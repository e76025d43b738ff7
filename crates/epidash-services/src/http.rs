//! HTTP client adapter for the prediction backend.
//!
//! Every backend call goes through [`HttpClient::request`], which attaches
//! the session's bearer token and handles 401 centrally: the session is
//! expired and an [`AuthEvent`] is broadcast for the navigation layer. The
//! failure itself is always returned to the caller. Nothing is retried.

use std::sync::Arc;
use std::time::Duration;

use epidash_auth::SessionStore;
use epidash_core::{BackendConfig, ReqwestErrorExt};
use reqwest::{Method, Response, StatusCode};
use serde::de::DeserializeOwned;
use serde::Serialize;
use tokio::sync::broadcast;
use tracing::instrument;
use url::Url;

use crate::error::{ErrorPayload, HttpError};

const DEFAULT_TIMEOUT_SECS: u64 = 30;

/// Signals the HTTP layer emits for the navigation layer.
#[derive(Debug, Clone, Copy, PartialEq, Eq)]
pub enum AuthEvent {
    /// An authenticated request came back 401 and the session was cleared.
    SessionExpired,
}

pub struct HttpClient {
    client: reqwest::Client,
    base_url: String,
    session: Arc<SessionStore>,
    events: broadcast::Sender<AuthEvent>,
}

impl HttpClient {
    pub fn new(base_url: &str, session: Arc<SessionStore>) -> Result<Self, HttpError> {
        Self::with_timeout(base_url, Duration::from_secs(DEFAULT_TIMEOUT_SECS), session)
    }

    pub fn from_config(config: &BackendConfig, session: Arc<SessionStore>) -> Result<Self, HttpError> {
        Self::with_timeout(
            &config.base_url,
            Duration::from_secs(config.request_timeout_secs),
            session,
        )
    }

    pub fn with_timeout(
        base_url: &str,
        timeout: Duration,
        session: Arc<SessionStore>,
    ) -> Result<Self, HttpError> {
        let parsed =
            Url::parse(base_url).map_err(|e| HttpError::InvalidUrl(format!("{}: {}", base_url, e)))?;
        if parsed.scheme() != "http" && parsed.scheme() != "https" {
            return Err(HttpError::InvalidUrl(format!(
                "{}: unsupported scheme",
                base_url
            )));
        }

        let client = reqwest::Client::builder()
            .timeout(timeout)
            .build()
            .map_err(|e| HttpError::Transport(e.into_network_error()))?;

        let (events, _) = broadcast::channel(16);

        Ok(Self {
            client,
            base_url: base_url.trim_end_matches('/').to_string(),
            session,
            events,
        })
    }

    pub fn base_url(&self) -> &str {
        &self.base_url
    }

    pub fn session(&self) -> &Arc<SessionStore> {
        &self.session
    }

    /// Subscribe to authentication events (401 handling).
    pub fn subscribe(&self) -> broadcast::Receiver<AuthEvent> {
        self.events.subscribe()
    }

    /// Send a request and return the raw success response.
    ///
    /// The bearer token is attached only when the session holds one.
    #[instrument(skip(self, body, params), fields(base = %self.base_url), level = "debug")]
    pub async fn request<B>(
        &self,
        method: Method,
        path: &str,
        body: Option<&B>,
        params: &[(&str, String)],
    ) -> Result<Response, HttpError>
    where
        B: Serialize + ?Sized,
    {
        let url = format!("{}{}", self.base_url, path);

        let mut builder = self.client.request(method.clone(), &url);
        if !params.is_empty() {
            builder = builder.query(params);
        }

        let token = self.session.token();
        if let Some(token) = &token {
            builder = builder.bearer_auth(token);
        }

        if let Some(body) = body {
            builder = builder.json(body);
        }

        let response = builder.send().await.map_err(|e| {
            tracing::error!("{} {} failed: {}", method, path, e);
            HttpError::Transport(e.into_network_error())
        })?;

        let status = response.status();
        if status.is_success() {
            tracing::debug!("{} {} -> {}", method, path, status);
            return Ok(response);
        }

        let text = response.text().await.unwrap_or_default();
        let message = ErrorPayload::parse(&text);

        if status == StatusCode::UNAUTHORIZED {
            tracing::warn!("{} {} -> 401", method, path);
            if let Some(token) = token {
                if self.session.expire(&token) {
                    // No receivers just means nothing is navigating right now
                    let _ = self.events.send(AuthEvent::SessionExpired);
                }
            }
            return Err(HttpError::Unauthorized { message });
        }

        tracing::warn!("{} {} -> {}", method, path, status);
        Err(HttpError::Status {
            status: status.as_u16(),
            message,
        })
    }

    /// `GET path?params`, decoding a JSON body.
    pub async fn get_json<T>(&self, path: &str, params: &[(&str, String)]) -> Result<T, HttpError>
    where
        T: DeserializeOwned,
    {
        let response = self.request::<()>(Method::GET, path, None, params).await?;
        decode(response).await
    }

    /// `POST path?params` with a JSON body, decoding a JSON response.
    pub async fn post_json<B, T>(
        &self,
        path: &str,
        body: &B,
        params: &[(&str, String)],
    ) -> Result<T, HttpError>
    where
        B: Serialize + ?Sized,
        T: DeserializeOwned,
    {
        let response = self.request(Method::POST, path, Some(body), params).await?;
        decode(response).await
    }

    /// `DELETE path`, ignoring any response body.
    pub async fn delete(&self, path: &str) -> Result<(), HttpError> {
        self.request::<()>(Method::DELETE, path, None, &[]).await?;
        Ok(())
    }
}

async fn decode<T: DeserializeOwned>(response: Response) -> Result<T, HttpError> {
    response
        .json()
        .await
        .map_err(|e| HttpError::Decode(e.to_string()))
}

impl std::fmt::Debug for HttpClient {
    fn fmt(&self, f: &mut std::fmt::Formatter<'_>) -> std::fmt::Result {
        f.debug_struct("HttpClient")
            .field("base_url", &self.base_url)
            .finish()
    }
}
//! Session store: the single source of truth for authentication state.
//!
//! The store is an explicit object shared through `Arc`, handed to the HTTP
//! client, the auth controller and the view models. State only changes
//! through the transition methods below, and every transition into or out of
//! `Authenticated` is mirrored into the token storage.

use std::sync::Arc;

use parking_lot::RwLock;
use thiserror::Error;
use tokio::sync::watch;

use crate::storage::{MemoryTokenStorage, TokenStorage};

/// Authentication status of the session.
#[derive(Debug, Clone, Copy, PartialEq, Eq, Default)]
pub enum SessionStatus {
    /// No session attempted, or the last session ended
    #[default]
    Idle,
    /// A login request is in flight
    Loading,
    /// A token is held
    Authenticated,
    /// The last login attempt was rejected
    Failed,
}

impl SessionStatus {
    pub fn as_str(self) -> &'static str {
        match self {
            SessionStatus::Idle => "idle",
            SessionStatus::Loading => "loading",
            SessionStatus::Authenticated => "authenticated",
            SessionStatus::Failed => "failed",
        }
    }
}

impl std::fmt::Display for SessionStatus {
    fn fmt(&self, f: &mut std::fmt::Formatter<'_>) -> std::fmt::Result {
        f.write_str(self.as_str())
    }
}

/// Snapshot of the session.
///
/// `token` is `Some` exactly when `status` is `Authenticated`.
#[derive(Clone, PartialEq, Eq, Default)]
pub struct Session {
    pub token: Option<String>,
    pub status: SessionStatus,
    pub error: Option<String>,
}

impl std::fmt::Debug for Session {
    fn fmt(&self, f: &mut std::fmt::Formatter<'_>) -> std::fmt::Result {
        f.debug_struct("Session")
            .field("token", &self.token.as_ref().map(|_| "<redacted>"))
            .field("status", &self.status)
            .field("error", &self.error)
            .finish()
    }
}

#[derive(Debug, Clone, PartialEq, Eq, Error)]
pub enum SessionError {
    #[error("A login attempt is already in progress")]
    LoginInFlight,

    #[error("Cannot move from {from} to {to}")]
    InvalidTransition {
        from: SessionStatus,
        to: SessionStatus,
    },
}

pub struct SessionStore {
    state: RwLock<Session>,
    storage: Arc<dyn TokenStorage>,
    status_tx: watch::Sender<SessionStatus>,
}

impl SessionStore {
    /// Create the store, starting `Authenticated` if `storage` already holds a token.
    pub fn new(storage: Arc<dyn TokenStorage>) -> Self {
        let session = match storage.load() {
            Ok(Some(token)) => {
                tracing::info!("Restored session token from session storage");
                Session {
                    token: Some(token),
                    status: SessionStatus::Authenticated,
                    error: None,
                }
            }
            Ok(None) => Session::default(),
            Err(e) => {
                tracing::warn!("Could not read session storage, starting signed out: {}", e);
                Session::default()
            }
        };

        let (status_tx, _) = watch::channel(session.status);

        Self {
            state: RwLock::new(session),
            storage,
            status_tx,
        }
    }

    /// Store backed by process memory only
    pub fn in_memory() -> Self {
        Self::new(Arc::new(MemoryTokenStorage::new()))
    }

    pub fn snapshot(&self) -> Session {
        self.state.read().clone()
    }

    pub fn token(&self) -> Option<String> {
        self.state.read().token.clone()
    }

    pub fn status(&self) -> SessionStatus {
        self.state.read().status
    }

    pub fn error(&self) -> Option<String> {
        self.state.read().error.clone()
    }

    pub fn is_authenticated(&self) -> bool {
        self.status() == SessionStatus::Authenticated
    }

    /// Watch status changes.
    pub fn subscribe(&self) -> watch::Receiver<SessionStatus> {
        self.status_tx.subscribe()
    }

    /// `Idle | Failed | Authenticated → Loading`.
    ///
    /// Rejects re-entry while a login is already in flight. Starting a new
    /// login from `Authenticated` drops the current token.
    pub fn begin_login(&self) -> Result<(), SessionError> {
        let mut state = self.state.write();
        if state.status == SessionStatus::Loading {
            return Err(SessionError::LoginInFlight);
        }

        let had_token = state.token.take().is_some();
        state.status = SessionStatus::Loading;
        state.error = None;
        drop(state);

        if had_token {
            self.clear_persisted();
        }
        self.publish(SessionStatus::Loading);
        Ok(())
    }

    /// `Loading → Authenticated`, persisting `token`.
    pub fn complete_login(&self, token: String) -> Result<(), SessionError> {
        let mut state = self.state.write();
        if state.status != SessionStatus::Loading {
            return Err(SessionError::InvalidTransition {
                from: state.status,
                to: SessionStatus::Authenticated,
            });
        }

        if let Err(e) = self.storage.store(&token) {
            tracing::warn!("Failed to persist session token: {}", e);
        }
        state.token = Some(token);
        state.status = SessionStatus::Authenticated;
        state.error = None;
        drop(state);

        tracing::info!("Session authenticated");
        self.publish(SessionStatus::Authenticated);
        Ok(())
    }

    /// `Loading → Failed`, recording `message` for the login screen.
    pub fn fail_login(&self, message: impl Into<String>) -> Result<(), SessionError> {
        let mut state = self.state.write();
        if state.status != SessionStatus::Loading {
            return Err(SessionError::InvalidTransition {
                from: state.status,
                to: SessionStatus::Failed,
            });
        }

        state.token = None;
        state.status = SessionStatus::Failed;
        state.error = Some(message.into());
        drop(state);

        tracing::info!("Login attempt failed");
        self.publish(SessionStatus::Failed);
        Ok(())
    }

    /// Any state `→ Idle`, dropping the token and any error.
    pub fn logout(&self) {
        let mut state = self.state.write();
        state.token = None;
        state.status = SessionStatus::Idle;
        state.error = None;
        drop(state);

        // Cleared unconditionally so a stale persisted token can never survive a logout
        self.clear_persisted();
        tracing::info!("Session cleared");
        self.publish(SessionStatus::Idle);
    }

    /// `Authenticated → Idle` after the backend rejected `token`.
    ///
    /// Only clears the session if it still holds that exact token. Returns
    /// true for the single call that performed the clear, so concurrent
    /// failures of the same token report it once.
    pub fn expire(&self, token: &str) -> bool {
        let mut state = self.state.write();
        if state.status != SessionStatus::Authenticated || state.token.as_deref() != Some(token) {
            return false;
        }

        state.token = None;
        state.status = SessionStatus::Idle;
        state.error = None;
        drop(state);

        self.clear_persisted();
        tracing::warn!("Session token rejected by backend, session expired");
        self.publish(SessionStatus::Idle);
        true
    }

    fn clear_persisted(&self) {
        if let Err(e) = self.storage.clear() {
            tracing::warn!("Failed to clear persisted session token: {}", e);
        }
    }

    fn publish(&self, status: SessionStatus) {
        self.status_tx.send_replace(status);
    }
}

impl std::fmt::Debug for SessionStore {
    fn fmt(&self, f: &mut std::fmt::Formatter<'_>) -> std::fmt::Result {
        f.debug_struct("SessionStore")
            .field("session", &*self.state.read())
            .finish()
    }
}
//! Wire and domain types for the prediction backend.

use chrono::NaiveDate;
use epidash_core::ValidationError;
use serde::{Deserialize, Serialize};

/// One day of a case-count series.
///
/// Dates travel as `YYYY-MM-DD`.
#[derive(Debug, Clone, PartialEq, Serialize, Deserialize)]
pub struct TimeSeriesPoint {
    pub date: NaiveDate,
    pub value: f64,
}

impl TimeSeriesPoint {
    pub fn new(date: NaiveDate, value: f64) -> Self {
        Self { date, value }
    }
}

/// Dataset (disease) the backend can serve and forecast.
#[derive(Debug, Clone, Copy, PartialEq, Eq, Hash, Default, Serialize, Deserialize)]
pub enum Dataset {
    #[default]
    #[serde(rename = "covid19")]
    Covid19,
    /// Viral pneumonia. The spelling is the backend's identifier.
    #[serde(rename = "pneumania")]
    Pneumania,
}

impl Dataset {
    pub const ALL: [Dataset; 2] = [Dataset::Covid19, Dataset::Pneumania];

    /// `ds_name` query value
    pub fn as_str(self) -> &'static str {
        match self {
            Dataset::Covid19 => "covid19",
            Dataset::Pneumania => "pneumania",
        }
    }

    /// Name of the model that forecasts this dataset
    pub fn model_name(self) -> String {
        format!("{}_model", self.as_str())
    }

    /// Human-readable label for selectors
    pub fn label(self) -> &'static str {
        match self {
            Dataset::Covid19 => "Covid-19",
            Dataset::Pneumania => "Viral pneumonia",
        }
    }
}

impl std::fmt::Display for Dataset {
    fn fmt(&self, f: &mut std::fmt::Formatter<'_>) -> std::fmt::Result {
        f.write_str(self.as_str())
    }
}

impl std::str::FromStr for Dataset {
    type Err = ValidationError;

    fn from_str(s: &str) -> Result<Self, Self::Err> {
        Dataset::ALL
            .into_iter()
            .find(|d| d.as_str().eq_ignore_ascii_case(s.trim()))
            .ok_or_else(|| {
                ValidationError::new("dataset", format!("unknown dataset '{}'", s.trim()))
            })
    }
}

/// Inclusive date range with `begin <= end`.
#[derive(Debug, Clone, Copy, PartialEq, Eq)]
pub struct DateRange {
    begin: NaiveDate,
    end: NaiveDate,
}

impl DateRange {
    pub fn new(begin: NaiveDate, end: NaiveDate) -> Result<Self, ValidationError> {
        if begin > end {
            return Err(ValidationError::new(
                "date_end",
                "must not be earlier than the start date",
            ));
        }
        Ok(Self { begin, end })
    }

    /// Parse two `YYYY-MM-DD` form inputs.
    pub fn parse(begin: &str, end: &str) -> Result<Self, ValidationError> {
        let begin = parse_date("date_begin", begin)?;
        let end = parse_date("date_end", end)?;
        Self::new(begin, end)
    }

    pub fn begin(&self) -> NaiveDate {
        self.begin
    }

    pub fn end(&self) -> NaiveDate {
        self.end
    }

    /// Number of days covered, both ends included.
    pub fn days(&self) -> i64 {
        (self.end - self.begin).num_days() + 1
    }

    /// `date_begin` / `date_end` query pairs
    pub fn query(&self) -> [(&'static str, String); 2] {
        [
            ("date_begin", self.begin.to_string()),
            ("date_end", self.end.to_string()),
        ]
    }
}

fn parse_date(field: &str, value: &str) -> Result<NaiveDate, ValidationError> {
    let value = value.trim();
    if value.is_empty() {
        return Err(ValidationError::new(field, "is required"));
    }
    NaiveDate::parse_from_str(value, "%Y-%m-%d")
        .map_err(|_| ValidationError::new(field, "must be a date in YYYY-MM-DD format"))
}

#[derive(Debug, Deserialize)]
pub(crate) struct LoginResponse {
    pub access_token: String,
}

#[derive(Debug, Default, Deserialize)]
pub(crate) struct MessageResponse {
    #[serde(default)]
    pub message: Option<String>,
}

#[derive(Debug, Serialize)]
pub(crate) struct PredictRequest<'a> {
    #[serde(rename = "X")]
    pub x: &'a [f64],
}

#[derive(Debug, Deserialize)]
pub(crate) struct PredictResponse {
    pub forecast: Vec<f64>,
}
□ □ □ □
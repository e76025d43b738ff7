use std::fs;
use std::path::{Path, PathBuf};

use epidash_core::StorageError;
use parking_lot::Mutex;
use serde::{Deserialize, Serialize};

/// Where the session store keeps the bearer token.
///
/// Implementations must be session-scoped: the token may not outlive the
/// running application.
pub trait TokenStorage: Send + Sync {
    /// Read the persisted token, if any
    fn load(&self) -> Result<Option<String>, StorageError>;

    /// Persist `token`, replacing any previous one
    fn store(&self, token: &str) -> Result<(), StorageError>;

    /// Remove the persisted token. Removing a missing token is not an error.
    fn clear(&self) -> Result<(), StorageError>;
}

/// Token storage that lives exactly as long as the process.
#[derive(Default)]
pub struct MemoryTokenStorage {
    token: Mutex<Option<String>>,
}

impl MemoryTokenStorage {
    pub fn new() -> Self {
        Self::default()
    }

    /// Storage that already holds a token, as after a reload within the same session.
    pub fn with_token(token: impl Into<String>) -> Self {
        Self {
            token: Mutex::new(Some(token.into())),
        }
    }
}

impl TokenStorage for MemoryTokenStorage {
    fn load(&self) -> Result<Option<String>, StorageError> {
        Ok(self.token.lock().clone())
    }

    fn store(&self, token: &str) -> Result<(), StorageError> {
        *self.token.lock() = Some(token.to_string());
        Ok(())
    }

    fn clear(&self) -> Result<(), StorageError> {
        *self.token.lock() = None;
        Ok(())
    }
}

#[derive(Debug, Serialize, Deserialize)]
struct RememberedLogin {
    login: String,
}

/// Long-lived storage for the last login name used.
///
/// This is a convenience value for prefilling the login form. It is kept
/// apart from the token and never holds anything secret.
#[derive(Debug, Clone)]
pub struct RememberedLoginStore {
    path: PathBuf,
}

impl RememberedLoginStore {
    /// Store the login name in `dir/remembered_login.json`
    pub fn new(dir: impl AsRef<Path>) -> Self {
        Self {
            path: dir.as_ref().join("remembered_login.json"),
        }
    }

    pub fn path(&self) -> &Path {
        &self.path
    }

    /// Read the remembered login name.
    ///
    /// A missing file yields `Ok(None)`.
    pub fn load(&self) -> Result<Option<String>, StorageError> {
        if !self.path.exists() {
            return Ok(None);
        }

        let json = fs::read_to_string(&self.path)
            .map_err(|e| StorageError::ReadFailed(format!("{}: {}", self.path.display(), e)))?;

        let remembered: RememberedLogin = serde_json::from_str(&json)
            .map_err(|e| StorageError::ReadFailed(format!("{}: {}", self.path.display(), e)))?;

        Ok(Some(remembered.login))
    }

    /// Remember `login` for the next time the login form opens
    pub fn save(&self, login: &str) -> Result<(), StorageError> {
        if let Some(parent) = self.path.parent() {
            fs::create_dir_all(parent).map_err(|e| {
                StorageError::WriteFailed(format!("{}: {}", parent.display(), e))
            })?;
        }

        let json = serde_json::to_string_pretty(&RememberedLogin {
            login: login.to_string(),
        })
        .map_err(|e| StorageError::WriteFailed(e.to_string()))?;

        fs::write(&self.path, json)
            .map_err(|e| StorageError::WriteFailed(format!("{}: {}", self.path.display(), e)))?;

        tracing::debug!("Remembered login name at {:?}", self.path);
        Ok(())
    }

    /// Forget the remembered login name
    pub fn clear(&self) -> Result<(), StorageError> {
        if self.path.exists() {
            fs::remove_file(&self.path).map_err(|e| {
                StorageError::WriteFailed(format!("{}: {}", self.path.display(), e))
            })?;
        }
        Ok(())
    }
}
□ □ □ □
Try it => Only lines with the word "label" are wanted. Find and copy them from the records above.

Written response =>
    /// Human-readable label for selectors
    pub fn label(self) -> &'static str {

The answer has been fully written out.